TASK TO CARRY OUT: Only the lines of the data below from the one with "are mutually exclusive." through the one with "#[must_use]" are wanted. Repeat them exactly.

Stored data:
----
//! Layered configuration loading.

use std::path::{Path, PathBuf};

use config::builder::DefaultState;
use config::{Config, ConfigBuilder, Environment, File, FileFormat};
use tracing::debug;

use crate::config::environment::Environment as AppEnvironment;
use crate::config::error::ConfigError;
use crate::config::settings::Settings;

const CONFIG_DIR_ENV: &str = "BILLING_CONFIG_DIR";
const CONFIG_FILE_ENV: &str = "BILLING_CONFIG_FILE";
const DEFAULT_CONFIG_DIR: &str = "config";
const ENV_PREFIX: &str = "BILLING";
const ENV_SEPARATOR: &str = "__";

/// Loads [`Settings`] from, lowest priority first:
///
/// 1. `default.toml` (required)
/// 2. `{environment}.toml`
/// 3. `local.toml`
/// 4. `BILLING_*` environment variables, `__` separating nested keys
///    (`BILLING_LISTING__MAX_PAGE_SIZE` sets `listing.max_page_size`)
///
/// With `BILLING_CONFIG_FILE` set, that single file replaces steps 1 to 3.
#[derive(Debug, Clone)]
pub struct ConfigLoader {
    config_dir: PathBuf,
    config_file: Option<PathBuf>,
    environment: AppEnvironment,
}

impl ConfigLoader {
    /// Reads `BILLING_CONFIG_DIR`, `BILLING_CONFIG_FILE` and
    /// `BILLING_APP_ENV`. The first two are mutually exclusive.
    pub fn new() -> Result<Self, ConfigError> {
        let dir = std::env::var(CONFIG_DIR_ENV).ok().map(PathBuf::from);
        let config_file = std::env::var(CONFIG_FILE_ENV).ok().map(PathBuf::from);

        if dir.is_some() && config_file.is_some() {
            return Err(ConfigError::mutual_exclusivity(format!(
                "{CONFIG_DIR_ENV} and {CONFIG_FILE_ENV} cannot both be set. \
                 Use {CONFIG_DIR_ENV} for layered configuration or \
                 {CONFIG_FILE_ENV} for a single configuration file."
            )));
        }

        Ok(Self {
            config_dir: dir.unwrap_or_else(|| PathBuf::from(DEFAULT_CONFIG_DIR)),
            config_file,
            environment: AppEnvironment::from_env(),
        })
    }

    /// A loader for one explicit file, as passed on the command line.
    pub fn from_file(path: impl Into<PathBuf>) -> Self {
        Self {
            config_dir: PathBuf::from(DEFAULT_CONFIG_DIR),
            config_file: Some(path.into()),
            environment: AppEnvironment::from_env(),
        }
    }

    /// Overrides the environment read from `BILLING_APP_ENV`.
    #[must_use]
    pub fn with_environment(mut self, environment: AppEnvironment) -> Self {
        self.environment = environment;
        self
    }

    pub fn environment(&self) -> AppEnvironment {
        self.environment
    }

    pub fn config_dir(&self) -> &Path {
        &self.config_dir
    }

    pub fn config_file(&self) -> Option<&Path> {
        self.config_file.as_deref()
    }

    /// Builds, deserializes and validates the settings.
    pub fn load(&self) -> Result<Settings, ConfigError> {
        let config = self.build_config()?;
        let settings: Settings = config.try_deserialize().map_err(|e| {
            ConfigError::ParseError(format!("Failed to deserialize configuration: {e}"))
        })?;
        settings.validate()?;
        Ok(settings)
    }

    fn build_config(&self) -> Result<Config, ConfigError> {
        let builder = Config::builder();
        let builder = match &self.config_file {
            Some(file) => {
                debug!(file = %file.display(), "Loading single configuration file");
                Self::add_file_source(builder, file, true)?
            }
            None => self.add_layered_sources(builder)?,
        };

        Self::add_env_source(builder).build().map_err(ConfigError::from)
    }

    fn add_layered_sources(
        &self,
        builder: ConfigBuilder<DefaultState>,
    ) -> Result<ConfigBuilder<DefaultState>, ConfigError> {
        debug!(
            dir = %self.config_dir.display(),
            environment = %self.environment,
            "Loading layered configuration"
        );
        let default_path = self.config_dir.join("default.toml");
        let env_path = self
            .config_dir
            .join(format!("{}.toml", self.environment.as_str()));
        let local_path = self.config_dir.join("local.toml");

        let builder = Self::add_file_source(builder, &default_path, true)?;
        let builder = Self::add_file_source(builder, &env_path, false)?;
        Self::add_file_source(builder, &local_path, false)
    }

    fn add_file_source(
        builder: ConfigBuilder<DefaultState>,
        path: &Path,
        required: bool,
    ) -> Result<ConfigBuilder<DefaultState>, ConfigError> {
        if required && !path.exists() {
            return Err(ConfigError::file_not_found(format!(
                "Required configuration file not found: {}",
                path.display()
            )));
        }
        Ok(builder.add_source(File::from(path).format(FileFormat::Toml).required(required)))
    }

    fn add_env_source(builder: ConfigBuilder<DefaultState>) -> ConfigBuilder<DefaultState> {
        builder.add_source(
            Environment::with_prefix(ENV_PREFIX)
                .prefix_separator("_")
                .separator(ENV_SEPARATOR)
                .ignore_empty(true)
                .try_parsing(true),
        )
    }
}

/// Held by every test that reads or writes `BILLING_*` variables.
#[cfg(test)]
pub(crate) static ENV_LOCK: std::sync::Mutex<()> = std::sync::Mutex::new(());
----
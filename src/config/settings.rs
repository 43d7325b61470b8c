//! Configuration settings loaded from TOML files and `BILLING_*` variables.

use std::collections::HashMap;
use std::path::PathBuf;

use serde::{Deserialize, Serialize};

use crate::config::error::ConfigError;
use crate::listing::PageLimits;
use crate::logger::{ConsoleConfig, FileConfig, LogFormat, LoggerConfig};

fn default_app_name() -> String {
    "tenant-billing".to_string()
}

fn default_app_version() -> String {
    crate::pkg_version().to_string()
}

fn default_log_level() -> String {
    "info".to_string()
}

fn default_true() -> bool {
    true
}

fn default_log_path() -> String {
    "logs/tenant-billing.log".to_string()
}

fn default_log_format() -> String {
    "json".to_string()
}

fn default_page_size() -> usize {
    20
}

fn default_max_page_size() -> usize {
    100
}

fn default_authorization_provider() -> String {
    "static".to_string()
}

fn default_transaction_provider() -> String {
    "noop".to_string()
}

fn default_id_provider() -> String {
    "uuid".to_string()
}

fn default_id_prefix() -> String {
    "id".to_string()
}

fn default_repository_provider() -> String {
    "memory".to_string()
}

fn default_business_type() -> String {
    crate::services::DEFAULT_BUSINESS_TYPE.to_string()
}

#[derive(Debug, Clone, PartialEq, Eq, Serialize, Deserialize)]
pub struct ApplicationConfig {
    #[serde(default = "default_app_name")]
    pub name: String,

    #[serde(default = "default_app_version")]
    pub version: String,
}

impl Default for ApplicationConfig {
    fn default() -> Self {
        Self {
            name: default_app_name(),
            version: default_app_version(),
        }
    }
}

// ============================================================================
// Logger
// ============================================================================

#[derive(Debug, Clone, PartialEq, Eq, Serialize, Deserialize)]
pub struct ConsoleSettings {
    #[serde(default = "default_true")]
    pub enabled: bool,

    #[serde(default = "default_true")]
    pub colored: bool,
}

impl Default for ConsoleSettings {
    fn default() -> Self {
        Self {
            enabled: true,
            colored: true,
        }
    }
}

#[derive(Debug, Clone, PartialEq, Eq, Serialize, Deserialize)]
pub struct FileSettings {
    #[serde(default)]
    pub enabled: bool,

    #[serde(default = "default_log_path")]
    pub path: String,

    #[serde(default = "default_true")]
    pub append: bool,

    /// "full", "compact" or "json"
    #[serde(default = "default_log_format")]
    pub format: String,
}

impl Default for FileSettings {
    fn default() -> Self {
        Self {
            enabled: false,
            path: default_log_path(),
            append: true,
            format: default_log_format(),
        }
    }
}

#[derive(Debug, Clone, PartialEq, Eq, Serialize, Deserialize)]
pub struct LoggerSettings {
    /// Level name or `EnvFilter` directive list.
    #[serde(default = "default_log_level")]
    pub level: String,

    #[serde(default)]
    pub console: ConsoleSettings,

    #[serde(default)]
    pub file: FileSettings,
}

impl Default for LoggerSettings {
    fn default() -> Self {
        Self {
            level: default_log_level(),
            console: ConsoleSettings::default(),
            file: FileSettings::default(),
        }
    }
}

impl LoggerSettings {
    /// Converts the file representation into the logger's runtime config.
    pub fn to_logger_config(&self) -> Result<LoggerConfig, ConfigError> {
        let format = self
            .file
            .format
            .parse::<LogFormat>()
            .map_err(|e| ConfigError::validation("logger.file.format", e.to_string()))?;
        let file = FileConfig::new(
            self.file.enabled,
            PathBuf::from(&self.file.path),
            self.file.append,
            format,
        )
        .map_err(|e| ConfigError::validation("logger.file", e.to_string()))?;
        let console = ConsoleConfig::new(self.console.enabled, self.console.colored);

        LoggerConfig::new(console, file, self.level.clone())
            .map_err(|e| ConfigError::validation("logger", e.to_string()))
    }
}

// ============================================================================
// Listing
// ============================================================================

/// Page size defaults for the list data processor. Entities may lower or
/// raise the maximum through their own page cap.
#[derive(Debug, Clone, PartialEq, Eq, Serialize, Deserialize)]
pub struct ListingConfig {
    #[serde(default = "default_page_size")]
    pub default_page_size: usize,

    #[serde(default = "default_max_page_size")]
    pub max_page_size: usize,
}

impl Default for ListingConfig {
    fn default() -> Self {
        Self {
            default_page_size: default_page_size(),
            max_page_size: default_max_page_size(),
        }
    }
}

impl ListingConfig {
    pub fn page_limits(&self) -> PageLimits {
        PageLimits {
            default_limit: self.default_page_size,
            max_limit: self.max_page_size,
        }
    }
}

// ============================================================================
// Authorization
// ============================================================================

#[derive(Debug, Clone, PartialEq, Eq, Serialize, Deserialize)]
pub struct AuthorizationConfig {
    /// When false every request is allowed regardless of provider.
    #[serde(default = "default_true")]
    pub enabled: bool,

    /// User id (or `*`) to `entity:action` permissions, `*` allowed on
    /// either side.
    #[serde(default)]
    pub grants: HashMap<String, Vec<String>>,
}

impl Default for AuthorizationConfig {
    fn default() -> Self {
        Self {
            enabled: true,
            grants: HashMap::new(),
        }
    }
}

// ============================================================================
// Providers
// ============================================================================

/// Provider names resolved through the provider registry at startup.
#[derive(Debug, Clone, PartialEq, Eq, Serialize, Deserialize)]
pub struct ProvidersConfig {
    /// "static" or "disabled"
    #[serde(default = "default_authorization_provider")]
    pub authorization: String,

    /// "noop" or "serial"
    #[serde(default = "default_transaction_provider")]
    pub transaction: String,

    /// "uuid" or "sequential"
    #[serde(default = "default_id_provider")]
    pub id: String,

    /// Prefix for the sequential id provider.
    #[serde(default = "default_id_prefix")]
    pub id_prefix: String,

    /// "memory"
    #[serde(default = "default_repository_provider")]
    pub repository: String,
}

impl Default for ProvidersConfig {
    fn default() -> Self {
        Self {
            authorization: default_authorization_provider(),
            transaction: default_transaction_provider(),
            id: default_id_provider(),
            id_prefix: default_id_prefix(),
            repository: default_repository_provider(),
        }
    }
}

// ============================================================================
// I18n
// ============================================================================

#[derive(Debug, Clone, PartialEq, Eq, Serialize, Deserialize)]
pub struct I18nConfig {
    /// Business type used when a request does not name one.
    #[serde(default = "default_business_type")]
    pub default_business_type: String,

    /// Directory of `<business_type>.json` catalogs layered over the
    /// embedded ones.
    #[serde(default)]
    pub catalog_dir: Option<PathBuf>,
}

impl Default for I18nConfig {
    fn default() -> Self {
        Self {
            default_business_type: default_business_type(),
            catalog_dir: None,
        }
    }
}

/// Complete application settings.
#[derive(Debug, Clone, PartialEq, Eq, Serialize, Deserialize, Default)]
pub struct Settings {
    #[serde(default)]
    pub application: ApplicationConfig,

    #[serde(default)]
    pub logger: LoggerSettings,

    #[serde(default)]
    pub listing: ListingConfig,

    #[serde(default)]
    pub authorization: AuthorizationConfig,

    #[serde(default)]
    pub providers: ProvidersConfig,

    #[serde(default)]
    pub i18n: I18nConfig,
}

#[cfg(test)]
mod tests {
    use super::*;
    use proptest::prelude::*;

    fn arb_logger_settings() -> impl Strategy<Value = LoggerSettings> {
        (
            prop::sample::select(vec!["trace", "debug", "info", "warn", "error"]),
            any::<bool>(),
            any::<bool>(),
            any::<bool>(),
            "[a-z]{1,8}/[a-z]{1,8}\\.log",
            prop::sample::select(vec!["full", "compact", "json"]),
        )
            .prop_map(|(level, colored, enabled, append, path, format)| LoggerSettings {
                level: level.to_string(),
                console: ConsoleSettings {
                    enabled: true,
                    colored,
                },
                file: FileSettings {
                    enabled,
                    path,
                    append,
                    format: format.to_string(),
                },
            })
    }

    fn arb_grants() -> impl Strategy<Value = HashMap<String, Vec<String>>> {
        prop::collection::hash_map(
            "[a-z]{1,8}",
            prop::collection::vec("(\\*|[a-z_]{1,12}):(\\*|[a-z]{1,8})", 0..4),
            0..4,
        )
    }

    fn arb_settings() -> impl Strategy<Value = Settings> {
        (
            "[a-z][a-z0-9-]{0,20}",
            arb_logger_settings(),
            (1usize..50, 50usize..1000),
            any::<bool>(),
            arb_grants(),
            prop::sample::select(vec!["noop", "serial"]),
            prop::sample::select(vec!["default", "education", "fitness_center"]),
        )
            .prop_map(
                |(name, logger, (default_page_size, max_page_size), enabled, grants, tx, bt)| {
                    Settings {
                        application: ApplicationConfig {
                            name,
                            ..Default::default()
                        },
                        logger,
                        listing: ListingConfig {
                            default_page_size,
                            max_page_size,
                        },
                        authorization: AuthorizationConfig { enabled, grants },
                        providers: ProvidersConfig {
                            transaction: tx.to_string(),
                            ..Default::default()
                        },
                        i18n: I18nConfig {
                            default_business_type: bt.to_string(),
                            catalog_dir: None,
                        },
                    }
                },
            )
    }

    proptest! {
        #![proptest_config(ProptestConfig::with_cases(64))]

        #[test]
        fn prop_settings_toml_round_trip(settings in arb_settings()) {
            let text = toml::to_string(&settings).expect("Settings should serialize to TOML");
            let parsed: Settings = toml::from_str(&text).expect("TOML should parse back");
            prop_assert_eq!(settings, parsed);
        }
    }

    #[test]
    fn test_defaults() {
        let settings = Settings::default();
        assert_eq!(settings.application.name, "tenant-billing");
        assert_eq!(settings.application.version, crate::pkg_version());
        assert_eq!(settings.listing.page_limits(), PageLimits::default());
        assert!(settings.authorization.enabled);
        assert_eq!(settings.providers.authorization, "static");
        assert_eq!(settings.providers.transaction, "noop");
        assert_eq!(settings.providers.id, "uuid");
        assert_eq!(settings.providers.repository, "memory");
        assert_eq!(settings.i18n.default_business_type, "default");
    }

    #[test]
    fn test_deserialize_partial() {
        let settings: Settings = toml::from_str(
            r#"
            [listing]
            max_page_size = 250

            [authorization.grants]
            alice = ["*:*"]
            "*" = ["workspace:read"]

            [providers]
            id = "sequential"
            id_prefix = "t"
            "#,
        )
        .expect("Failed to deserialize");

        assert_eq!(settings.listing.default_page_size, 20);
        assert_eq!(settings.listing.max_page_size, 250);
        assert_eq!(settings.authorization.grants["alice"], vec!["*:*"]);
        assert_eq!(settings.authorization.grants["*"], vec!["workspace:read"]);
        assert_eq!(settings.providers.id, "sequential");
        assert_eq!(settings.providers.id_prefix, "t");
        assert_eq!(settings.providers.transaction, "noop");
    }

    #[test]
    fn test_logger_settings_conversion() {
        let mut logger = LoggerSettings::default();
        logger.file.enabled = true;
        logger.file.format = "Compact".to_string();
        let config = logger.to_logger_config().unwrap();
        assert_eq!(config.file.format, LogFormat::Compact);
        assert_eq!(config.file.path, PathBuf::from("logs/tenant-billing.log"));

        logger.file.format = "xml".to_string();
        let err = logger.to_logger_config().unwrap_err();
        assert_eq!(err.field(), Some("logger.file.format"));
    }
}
----
EXPECTED ANSWER:
    /// `BILLING_APP_ENV`. The first two are mutually exclusive.
    pub fn new() -> Result<Self, ConfigError> {
        let dir = std::env::var(CONFIG_DIR_ENV).ok().map(PathBuf::from);
        let config_file = std::env::var(CONFIG_FILE_ENV).ok().map(PathBuf::from);

        if dir.is_some() && config_file.is_some() {
            return Err(ConfigError::mutual_exclusivity(format!(
                "{CONFIG_DIR_ENV} and {CONFIG_FILE_ENV} cannot both be set. \
                 Use {CONFIG_DIR_ENV} for layered configuration or \
                 {CONFIG_FILE_ENV} for a single configuration file."
            )));
        }

        Ok(Self {
            config_dir: dir.unwrap_or_else(|| PathBuf::from(DEFAULT_CONFIG_DIR)),
            config_file,
            environment: AppEnvironment::from_env(),
        })
    }

    /// A loader for one explicit file, as passed on the command line.
    pub fn from_file(path: impl Into<PathBuf>) -> Self {
        Self {
            config_dir: PathBuf::from(DEFAULT_CONFIG_DIR),
            config_file: Some(path.into()),
            environment: AppEnvironment::from_env(),
        }
    }

    /// Overrides the environment read from `BILLING_APP_ENV`.
    #[must_use]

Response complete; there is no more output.